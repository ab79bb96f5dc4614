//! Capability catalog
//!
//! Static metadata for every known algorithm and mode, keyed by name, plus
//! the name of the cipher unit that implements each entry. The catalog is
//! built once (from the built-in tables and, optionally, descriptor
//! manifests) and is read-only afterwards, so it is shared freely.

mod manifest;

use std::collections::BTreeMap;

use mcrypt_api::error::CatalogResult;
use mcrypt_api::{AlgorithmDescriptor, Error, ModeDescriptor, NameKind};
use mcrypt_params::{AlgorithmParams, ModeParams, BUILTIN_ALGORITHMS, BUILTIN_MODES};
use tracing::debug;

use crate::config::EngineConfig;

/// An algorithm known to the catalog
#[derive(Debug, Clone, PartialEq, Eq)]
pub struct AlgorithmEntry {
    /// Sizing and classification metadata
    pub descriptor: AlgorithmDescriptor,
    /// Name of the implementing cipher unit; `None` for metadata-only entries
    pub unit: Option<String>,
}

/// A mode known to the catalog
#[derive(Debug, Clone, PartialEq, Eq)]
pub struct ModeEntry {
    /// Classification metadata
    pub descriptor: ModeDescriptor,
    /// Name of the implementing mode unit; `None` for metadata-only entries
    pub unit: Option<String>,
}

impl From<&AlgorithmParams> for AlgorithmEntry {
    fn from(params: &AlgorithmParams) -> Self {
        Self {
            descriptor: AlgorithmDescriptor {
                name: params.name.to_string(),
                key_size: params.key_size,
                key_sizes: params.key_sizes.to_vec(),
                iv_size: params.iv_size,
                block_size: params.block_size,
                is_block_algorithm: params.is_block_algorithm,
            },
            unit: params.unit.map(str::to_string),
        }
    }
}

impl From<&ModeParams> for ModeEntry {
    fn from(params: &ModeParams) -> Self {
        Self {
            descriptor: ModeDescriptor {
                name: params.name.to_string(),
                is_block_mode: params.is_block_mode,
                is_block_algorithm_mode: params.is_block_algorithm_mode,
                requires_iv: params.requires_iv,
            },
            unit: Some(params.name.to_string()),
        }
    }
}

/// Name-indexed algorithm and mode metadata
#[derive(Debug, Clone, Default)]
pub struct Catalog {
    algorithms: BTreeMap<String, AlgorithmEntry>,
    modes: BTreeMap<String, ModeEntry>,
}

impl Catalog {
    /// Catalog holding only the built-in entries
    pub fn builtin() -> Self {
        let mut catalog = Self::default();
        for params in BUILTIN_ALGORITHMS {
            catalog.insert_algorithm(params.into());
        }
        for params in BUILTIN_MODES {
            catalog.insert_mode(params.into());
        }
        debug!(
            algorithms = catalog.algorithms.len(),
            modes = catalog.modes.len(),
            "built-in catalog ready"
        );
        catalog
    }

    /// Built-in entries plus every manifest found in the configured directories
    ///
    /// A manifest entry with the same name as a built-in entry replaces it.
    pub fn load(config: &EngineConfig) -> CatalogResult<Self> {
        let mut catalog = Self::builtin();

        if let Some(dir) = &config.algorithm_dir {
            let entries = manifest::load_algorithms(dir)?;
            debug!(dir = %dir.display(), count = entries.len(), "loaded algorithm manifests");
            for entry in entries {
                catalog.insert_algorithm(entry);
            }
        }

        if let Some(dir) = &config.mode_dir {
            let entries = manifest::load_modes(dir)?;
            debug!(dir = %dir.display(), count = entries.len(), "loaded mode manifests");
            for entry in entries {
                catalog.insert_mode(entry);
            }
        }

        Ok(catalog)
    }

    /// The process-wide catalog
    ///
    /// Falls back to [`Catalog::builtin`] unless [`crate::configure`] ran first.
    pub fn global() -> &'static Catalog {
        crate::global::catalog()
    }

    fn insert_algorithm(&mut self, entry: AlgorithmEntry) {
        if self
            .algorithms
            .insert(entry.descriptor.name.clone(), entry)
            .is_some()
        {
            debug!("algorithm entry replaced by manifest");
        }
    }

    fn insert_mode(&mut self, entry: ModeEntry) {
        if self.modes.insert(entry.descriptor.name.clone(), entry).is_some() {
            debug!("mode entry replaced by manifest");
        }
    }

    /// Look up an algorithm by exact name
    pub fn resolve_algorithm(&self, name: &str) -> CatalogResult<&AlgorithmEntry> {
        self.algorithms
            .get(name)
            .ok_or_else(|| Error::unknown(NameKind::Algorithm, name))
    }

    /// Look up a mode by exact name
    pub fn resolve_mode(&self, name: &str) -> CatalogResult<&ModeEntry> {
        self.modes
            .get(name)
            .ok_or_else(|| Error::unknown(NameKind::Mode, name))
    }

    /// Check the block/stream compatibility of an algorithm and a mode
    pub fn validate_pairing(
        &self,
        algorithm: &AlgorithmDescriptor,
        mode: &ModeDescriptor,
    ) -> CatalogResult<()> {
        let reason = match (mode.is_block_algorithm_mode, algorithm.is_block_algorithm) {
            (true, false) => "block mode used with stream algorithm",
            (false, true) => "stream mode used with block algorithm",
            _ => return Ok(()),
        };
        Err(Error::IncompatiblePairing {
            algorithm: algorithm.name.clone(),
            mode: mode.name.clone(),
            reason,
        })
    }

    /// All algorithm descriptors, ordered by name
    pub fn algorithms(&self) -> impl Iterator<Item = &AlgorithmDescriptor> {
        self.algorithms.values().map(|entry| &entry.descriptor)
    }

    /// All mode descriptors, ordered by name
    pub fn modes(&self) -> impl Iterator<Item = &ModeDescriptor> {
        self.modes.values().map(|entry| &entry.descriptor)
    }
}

■ ■ ■ ■ ■ ■ ■

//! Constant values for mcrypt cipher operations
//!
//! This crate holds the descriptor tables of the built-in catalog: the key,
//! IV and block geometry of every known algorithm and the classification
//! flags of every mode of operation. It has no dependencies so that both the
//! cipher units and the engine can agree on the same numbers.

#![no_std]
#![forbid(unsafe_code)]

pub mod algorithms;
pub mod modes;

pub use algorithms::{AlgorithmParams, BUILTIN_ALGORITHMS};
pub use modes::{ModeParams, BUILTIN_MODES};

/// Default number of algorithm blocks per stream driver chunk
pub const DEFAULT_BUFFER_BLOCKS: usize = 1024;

■ ■ ■ ■ ■ ■ ■

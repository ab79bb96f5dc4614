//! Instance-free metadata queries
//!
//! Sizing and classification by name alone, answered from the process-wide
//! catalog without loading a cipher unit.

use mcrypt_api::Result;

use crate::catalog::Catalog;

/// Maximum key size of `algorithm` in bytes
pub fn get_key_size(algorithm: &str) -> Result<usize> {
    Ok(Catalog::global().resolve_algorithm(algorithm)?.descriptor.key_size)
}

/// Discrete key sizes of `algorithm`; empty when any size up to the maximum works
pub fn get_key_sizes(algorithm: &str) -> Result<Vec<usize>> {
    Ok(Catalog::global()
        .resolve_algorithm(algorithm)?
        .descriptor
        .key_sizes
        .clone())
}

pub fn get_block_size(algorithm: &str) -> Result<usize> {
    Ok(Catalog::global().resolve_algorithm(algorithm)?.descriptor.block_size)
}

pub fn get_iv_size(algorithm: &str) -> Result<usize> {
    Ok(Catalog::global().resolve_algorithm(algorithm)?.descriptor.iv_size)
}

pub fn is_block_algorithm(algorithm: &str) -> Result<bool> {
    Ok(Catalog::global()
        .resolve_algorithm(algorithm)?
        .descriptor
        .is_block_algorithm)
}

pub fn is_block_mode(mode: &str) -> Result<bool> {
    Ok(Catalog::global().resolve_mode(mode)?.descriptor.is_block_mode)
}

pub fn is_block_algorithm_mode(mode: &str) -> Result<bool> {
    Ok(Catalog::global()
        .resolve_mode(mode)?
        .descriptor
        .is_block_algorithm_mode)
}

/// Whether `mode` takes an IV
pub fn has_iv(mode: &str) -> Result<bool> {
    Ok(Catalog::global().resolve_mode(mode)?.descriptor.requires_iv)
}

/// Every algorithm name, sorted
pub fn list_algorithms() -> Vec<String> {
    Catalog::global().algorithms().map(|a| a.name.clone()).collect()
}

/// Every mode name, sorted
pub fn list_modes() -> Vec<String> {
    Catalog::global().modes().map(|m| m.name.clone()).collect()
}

■ ■ ■ ■ ■ ■ ■

▶ [EXERCISE OBJECTIVE] Reproduce each line of the records in which the string "NameKind" appears.

▶ [RESULT]
use mcrypt_api::{AlgorithmDescriptor, Error, ModeDescriptor, NameKind};
            .ok_or_else(|| Error::unknown(NameKind::Algorithm, name))
            .ok_or_else(|| Error::unknown(NameKind::Mode, name))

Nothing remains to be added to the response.